Have you seen the movie Up? The movie has one of my favorite characters, Dug. I laughed so hard the first time Dug was introduced, when he started talking about how much he loved his new master and -- squirrel! He gets distracted, as do the other talking dogs in the movie. I can relate to Dug, sometimes a little too much! With hundreds of new opportunities popping up every week, I can get distracted from the business at hand. We all do. However, I need to be dedicated to picking out the right squirrels to focus on, which ones to ignore, and which ones to kill.
Once you've removed all the distractions, it's time to focus on the business side of things, on how to streamline the process and figure out what will make your business profitable.

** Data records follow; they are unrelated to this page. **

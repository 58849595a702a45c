use super::PatternRule;

pub type Result<T> = std::result::Result<T, pest::error::Error<PatternRule>>;
use crate::{
    error::{Error, Result},
    types::{PId, VLabel},
};
use itertools::Itertools;
use std::collections::BTreeSet;

/// How the arcs of a pattern graph are laid out.
#[derive(Debug, Clone, PartialEq)]
pub enum Adjacency {
    /// An arc between every ordered pair of distinct vertices.
    Clique,
    /// An explicit list of `(src, dst)` arcs.
    Arcs(Vec<(PId, PId)>),
}

#[derive(Debug, Clone, PartialEq, Eq)]
pub struct PatternVertex {
    id: PId,
    vlabel: VLabel,
    out_neighbors: Vec<PId>,
}

impl PatternVertex {
    pub fn id(&self) -> PId {
        self.id
    }

    pub fn vlabel(&self) -> VLabel {
        self.vlabel
    }

    /// The out-neighbors in increasing order.
    pub fn out_neighbors(&self) -> &[PId] {
        &self.out_neighbors
    }

    pub fn out_deg(&self) -> usize {
        self.out_neighbors.len()
    }
}

/// A small labeled directed graph.
///
/// Vertices are numbered `0..num_vertices()`. Once built, the graph cannot
/// be modified.
#[derive(Debug, Clone, PartialEq, Eq)]
pub struct PatternGraph {
    vertices: Vec<PatternVertex>,
    num_arcs: usize,
}

impl PatternGraph {
    /// Build a pattern graph of `num_vertices` vertices labeled by `vlabel_of`.
    ///
    /// Duplicate arcs are collapsed.
    pub fn build<F>(num_vertices: usize, mut vlabel_of: F, adjacency: Adjacency) -> Result<Self>
    where
        F: FnMut(PId) -> VLabel,
    {
        if num_vertices == 0 {
            return Err(Error::InvalidArgument(String::from(
                "a pattern graph needs at least one vertex",
            )));
        }
        let mut out_neighbors = vec![BTreeSet::new(); num_vertices];
        match adjacency {
            Adjacency::Clique => {
                for (src, dst) in (0..num_vertices).cartesian_product(0..num_vertices) {
                    if src != dst {
                        out_neighbors[src].insert(dst);
                    }
                }
            }
            Adjacency::Arcs(arcs) => {
                for (src, dst) in arcs {
                    if src >= num_vertices || dst >= num_vertices {
                        return Err(Error::InvalidArgument(format!(
                            "arc ({}, {}) out of {} vertices",
                            src, dst, num_vertices
                        )));
                    }
                    out_neighbors[src].insert(dst);
                }
            }
        }
        let vertices: Vec<_> = out_neighbors
            .into_iter()
            .enumerate()
            .map(|(id, neighbors)| PatternVertex {
                id,
                vlabel: vlabel_of(id),
                out_neighbors: neighbors.into_iter().collect(),
            })
            .collect();
        let num_arcs = vertices.iter().map(|v| v.out_deg()).sum();
        Ok(Self { vertices, num_arcs })
    }

    /// Shorthand for a clique pattern.
    pub fn clique<F>(num_vertices: usize, vlabel_of: F) -> Result<Self>
    where
        F: FnMut(PId) -> VLabel,
    {
        Self::build(num_vertices, vlabel_of, Adjacency::Clique)
    }

    pub fn num_vertices(&self) -> usize {
        self.vertices.len()
    }

    pub fn num_arcs(&self) -> usize {
        self.num_arcs
    }

    pub fn vertices(&self) -> &[PatternVertex] {
        &self.vertices
    }

    pub fn vertex(&self, id: PId) -> &PatternVertex {
        &self.vertices[id]
    }

    pub fn vlabel(&self, id: PId) -> VLabel {
        self.vertices[id].vlabel
    }

    pub fn out_neighbors(&self, id: PId) -> &[PId] {
        &self.vertices[id].out_neighbors
    }

    pub fn out_deg(&self, id: PId) -> usize {
        self.vertices[id].out_deg()
    }

    pub fn arcs(&self) -> Vec<(PId, PId)> {
        self.vertices
            .iter()
            .flat_map(|v| v.out_neighbors.iter().map(move |&n| (v.id, n)))
            .collect()
    }
}

impl std::fmt::Display for PatternGraph {
    fn fmt(&self, f: &mut std::fmt::Formatter<'_>) -> std::fmt::Result {
        writeln!(
            f,
            "num_vertices: {}, num_arcs: {}",
            self.num_vertices(),
            self.num_arcs()
        )?;
        for v in &self.vertices {
            writeln!(
                f,
                "u{} ({}) -> [{}]",
                v.id,
                v.vlabel,
                v.out_neighbors.iter().map(|n| format!("u{}", n)).join(", ")
            )?;
        }
        Ok(())
    }
}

One of the rules I would use daily is the 80/20 rule. If you're in business, you know about the 80/20 rule, also known as Pareto Principle. For those that don't, the Pareto Principle dates back to 1906 when Italian economist, Vilfredo Pareto, studied the patterns of money and wealth in Switzerland and discovered that 80 percent of the nation's land was controlled by just 20 percent of the population. Upon further research, Pareto discovered that the same pattern occurred in other countries. Other economists paid attention to this, and started noticing similar unequal patterns. In business, we apply this as a general rule that the top 20 percent of your customers account for 80 percent of your revenue.
Hence, the 80/20 rule. It's something that you and I often use to evaluate people, customers, tasks, and even ourselves.
As leaders, it's our job to push our teams to the limit, exposing excuses and causing tension. Sometimes, the 80/20 rule can lead to excuses -- like sales teams focusing on just the 20 percent and ignoring everyone else. I sat down to talk with Peter Philippi, CEO of Strategex, a business that focuses on creating customized growth strategies for mid-to-large B2B organizations. When it comes to the 80/20 rule, Peter has an interesting take on it -- a take that has helped his team push past self-imposed limitations and excuses.
To understand Peter's idea, grab a piece of paper and pencil. First, make a list of all of your customers from the last 12-month period. Organize the list in descending order of revenue. From there, split the list into four equal groups, with the top being the top 25 percent in terms of revenue, the bottom the bottom 25 percent and so on.
According to Peter, what you should see is that "the top 25 percent should account for 89 percent of your revenue; the second 25 percent accounts for 7 percent; 3 percent on the third; and 1 percent on the bottom." An 89/7/3/1 is quite a bit different than Pareto's 80/20 rule, and Peter is so sure of this that it's printed on the back of his business card!
By breaking out your customers according to the 89/7/3/1 rule, you and your sales team should be focusing on the "whales" -- the top 25 percent that bring in 89 percent of your revenue. That's a more efficient way to target rather than the previous 80/20 model, don't you think? Your "minnows," the 7/3/1, should still receive attention of course, but more proportionate to the revenue you receive. The goal of the 89/7/3/1 rule is to help you and your team focus on the right business. However, according to what Peter told me, most businesses don't do that. Why is that? I believe it comes down to one of three things:
There are some people who just don't want to focus on what needs to get done. And it takes all kinds of people to keep the world spinning. But I don't have time for these people, so I have nothing to say to them.
Thinking big and acting bigger can take time to adjust to. There are people who jump in feet first to the deep end, and others who take time to wade in from the shallow end. Whatever way they get to the deep end, at least they're getting there. If your team is having trouble getting there due to lack of education or tools, it's your job as a leader to give them what they need in order to achieve the goals you've set forth for your company.
However, sometimes people are too preoccupied with other things to focus. It's up to them (and you) to help them realign their goals to meet yours. We all can be distracted squirrels, but it takes dedication to push past the distractions and focus on the big picture.
Don't Want to Focus
Then, there are times when people simply don't want to focus. It could be because they're too close to the client that they'll offer to do free work -- even at the expense of paying clients. It could be that you've always used this specific product or service and refuse to look elsewhere, even when other products or services are obviously better. Whatever the reason, emotional attachment can cause people to not want to focus. That isn't where your focus should be; your focus should be on your business and doing what it takes to make it the best. If clients, employees, or services are holding your business back - find a way to help them, and then let them go.
In the end, it's up to you as the leader to focus your business, team, and even yourself on the business that matters. Remember Peter's 89/7/3/1 rule to help keep your focus aligned on what's best for business, and then go after it.